Sweet potato and pea risotto is creamy, delicious, and filling, plus it’s gluten free and vegan!
Oh, October…my favorite month. So many wonderful fall ingredients make their way to my kitchen and table and ultimately, into my tummy. Squash, root vegetables, potatoes, apples, pears, and sweet potatoes.
We love risotto here, and when I went dairy free, my first thought (well, maybe not first, but one of the early thoughts, was Oh no! No more risotto!!) But that’s so not true! You can have a creamy, comforting risotto without cheese. Here’s my recipe for sweet potato and pea risotto, one of our favorite fall dishes.
Sweet Potato and Pea Risotto with Garlic Breadcrumbs
- 6-8 cups vegetable or chicken broth
- 4 Tablespoons vegan buttery spread divided into 3 Tablespoons and 1 Tablespoon
- 1 medium sweet onion chopped
- 1 garlic clove minced
- 1 1/2 cup sweet potatoes peeled and diced into small pieces
- 1 cup arborio rice
- 1/2 cup dry white wine
- 3/4 cup frozen green peas
- 1 t . sea salt
- 1/4 teaspoon pepper
- 1/2 teaspoon garlic salt
- For the garlic breadcrumbs:
- 2 slices gluten free bread dried out and crumbled
- 1/2 Tablespoon olive oil
- 1 Tablespoon vegan buttery spread
- 1/2 teaspoon garlic salt
Saute the onions, sweet potatoes, and garlic in 3 tablespoons of vegan buttery spread in a large pot over medium heat. Cook until the onion softens, about 7 minutes.

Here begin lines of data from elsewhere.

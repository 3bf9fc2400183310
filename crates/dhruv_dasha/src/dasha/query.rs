//! Point-in-time lookup over a generated dasha tree.
//!
//! Levels that were materialized are walked in place; anything deeper is
//! expanded on the fly with the tree's own subdivision rule, so a depth-1 tree
//! can still answer a Pranadasha query without building 12^5 nodes.

use std::borrow::Cow;

use crate::error::LocateError;

use super::types::{DashaSnapshot, DashaTree, MAX_DASHA_DEPTH, MIN_DASHA_DEPTH, PeriodNode};

/// Index of the period containing `jd`, if any (linear scan, half-open spans).
pub fn find_active_period(periods: &[PeriodNode], jd: f64) -> Option<usize> {
    periods.iter().position(|p| p.contains(jd))
}

/// Node at `depth` (1-based) whose span contains `jd`.
///
/// The result borrows from the tree when that level is materialized and is
/// owned (without children) when it had to be expanded.
pub fn locate(tree: &DashaTree, jd: f64, depth: u8) -> Result<Cow<'_, PeriodNode>, LocateError> {
    descend(tree, jd, depth, |_| {})
}

/// Active period at every level from Mahadasha down to `depth`.
pub fn locate_chain(tree: &DashaTree, jd: f64, depth: u8) -> Result<DashaSnapshot, LocateError> {
    let mut periods = Vec::with_capacity(depth as usize);
    descend(tree, jd, depth, |node| periods.push(node.without_children()))?;
    Ok(DashaSnapshot {
        system: tree.system,
        query_jd: jd,
        periods,
    })
}

fn check_query(tree: &DashaTree, jd: f64, depth: u8) -> Result<(), LocateError> {
    if !(MIN_DASHA_DEPTH..=MAX_DASHA_DEPTH).contains(&depth) {
        return Err(LocateError::InvalidDepth(depth));
    }
    // NaN compares false both ways; report it as before the start.
    if !(jd >= tree.start_jd()) {
        return Err(LocateError::BeforeStart {
            query_jd: jd,
            start_jd: tree.start_jd(),
        });
    }
    if jd >= tree.end_jd() {
        return Err(LocateError::AfterHorizon {
            query_jd: jd,
            end_jd: tree.end_jd(),
        });
    }
    Ok(())
}

fn descend<'a, F>(
    tree: &'a DashaTree,
    jd: f64,
    depth: u8,
    mut visit: F,
) -> Result<Cow<'a, PeriodNode>, LocateError>
where
    F: FnMut(&PeriodNode),
{
    check_query(tree, jd, depth)?;
    let idx = find_active_period(&tree.top_level, jd).ok_or(LocateError::AfterHorizon {
        query_jd: jd,
        end_jd: tree.end_jd(),
    })?;

    let mut node: Cow<'a, PeriodNode> = Cow::Borrowed(&tree.top_level[idx]);
    loop {
        visit(&node);
        if node.depth >= depth {
            break;
        }
        let next = match &node {
            Cow::Borrowed(parent) => {
                let parent: &'a PeriodNode = *parent;
                match parent.children.as_deref() {
                    Some(children) => {
                        find_active_period(children, jd).map(|i| Cow::Borrowed(&children[i]))
                    }
                    None => expand_active(tree, parent, jd),
                }
            }
            Cow::Owned(parent) => expand_active(tree, parent, jd),
        };
        // Children tile the parent, so a miss only happens for an owner the
        // subdivision rule does not know; stop at the deepest match.
        match next {
            Some(child) => node = child,
            None => break,
        }
    }
    Ok(node)
}

fn expand_active<'a>(
    tree: &DashaTree,
    parent: &PeriodNode,
    jd: f64,
) -> Option<Cow<'a, PeriodNode>> {
    let children = tree.subdivision.children(parent)?;
    let idx = find_active_period(&children, jd)?;
    children.into_iter().nth(idx).map(Cow::Owned)
}

#[cfg(test)]
mod tests {
    use super::*;
    use crate::dasha::lord_table::vimshottari_table;
    use crate::dasha::options::DashaOptions;
    use crate::dasha::proportional::proportional_tree_from;
    use crate::dasha::types::{DAYS_PER_YEAR, DashaEntity};
    use crate::graha::Graha;
    use chrono::FixedOffset;

    const BIRTH_JD: f64 = 2451545.0;

    fn tree(depth: u8) -> DashaTree {
        let table = vimshottari_table().unwrap();
        let utc = FixedOffset::east_opt(0).unwrap();
        proportional_tree_from(BIRTH_JD, utc, &table, 0, 0.25, &DashaOptions::new(depth)).unwrap()
    }

    #[test]
    fn finds_period_by_half_open_span() {
        let t = tree(1);
        assert_eq!(find_active_period(&t.top_level, BIRTH_JD), Some(0));
        let boundary = t.top_level[0].end_jd;
        assert_eq!(find_active_period(&t.top_level, boundary), Some(1));
        assert_eq!(find_active_period(&t.top_level, BIRTH_JD - 1.0), None);
    }

    #[test]
    fn materialized_levels_are_borrowed() {
        let t = tree(2);
        let node = locate(&t, BIRTH_JD + 10.0 * DAYS_PER_YEAR, 2).unwrap();
        assert!(matches!(node, Cow::Borrowed(_)));
        assert_eq!(node.depth, 2);
    }

    #[test]
    fn deeper_levels_are_expanded_lazily() {
        let shallow = tree(1);
        let deep = tree(5);
        let jd = BIRTH_JD + 33.3 * DAYS_PER_YEAR;
        let lazy = locate(&shallow, jd, 5).unwrap();
        let eager = locate(&deep, jd, 5).unwrap();
        assert!(matches!(lazy, Cow::Owned(_)));
        assert_eq!(lazy.owner, eager.owner);
        assert_eq!(lazy.start_jd, eager.start_jd);
        assert_eq!(lazy.end_jd, eager.end_jd);
        assert!(lazy.contains(jd));
    }

    #[test]
    fn birth_instant_is_first_mahadasha() {
        let t = tree(3);
        let node = locate(&t, BIRTH_JD, 1).unwrap();
        assert_eq!(node.owner, DashaEntity::Graha(Graha::Ketu));
    }

    #[test]
    fn out_of_range_queries() {
        let t = tree(1);
        assert!(matches!(
            locate(&t, BIRTH_JD - 1e-6, 1),
            Err(LocateError::BeforeStart { .. })
        ));
        assert!(matches!(
            locate(&t, t.end_jd(), 1),
            Err(LocateError::AfterHorizon { .. })
        ));
        assert!(matches!(
            locate(&t, f64::NAN, 1),
            Err(LocateError::BeforeStart { .. })
        ));
        assert_eq!(
            locate(&t, BIRTH_JD, 0).unwrap_err(),
            LocateError::InvalidDepth(0)
        );
        assert_eq!(
            locate(&t, BIRTH_JD, 6).unwrap_err(),
            LocateError::InvalidDepth(6)
        );
    }

    #[test]
    fn chain_nests_from_mahadasha_down() {
        let t = tree(2);
        let jd = BIRTH_JD + 50.0 * DAYS_PER_YEAR;
        let snap = locate_chain(&t, jd, 4).unwrap();
        assert_eq!(snap.periods.len(), 4);
        assert_eq!(snap.query_jd, jd);
        for (i, p) in snap.periods.iter().enumerate() {
            assert_eq!(p.depth as usize, i + 1);
            assert!(p.contains(jd));
            assert!(p.children.is_none());
        }
        for w in snap.periods.windows(2) {
            assert!(w[1].start_jd >= w[0].start_jd);
            assert!(w[1].end_jd <= w[0].end_jd);
        }
        // A sub-period chain always opens with its parent's lord at the parent start.
        let maha = &snap.periods[0];
        let first_antar = locate(&t, maha.start_jd, 2).unwrap();
        assert_eq!(first_antar.owner, maha.owner);
    }
}
mod cli;
mod config;
mod current_cmd;
mod logging;
mod tree_cmd;

use std::process;

use anyhow::Result;
use clap::Parser;

use crate::cli::{Cli, Command};

fn main() {
    let cli = Cli::parse();
    logging::init(cli.verbose);

    if let Err(e) = run(cli.command) {
        eprintln!("Error: {e:#}");
        process::exit(1);
    }
}

fn run(command: Command) -> Result<()> {
    match command {
        Command::Tree(args) => tree_cmd::run(args),
        Command::Current(args) => current_cmd::run(args),
    }
}
//! Proportional-subdivision engine shared by Vimshottari, Ashtottari and Yogini.
//!
//! Mahadashas walk the lord table from the Moon's nakshatra lord, the first
//! one shortened by the elapsed part of the nakshatra. Every period is then
//! split by walking the same table from its own lord, each child getting
//! `weight / cycle_years` of the parent.

use chrono::FixedOffset;
use tracing::debug;

use crate::error::DashaError;
use crate::snapshot::NatalSnapshot;

use super::balance::nakshatra_birth_balance;
use super::lord_table::{LordTable, ashtottari_table, vimshottari_table, yogini_table};
use super::options::DashaOptions;
use super::subperiod::{Subdivision, top_level_periods};
use super::types::{DashaEntity, DashaTree};

/// Generate a proportional tree from an explicit seed.
///
/// `start_index` is the table position of the first Mahadasha lord and
/// `elapsed_fraction` (in [0, 1)) the part of its period already run at
/// `birth_jd`.
pub fn proportional_tree_from(
    birth_jd: f64,
    utc_offset: FixedOffset,
    table: &LordTable,
    start_index: usize,
    elapsed_fraction: f64,
    options: &DashaOptions,
) -> Result<DashaTree, DashaError> {
    options.validate()?;
    if !(0.0..1.0).contains(&elapsed_fraction) {
        return Err(DashaError::InvalidInput(
            "elapsed fraction must be within [0, 1)",
        ));
    }
    if start_index >= table.len() {
        return Err(DashaError::InvalidInput("start index outside lord table"));
    }

    let entries = (0usize..).map(|k| {
        let (graha, years) = table.entry(start_index, k);
        let years = if k == 0 {
            years * (1.0 - elapsed_fraction)
        } else {
            years
        };
        (DashaEntity::Graha(graha), options.days(years))
    });
    let top_level = top_level_periods(birth_jd, entries, table.len(), options.horizon_days())?;

    debug!(
        system = table.system().id(),
        first_lord = table.entry(start_index, 0).0.name(),
        elapsed_fraction,
        mahadashas = top_level.len(),
        "proportional top level built"
    );

    Ok(DashaTree::assemble(
        table.system(),
        birth_jd,
        utc_offset,
        top_level,
        Subdivision::Proportional(table.clone()),
        options.depth,
    ))
}

/// Generate a proportional tree seeded by the Moon's nakshatra.
pub fn proportional_tree(
    snapshot: &NatalSnapshot,
    table: &LordTable,
    options: &DashaOptions,
) -> Result<DashaTree, DashaError> {
    let (info, _balance, elapsed_fraction) =
        nakshatra_birth_balance(snapshot.moon().longitude(), 1.0);
    let start_index = table.start_index(info.nakshatra);
    proportional_tree_from(
        snapshot.birth_jd(),
        snapshot.utc_offset(),
        table,
        start_index,
        elapsed_fraction,
        options,
    )
}

/// Vimshottari (120 years).
pub fn vimshottari_tree(
    snapshot: &NatalSnapshot,
    options: &DashaOptions,
) -> Result<DashaTree, DashaError> {
    proportional_tree(snapshot, &vimshottari_table()?, options)
}

/// Ashtottari (108 years).
pub fn ashtottari_tree(
    snapshot: &NatalSnapshot,
    options: &DashaOptions,
) -> Result<DashaTree, DashaError> {
    proportional_tree(snapshot, &ashtottari_table()?, options)
}

/// Yogini (36 years).
pub fn yogini_tree(
    snapshot: &NatalSnapshot,
    options: &DashaOptions,
) -> Result<DashaTree, DashaError> {
    proportional_tree(snapshot, &yogini_table()?, options)
}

Pour the broth into a separate pan and heat on medium low.
Add the rice to the pot with the vegetables. Stir to coat the rice with the buttery spread. Add the wine to the pot, and stir until the rice absorbs the wine. Once the wine is absorbed, add enough hot broth to the pot to cover the rice – about one and a half cups. Keep stirring until the broth is absorbed.
Once the rice has soaked up the broth, add some more broth to the pot – not too much, just a cup or so at a time, constantly stirring until it is absorbed. Don’t add more liquid until the previous addition is absorbed by the rice.
Keep adding broth and repeating this process until the rice is soft and has soaked up all the broth. The risotto should look very thick and creamy and there should not be excess liquid in the pot. Make sure the sweet potatoes are tender. You may not need all of the broth – once the rice is tender, you can stop adding more liquid.
Once the risotto is creamy, add the peas, the remaining tablespoon of vegan buttery spread, and the seasonings. Stir to heat through. The peas should be cooked but stay fresh and green.
To make garlic breadcrumbs:
Heat the olive oil in a frying pan over medium heat. Add the breadcrumbs and garlic salt and heat, letting the breadcrumbs get crisp and golden brown. They crisp up quickly, after about five minutes.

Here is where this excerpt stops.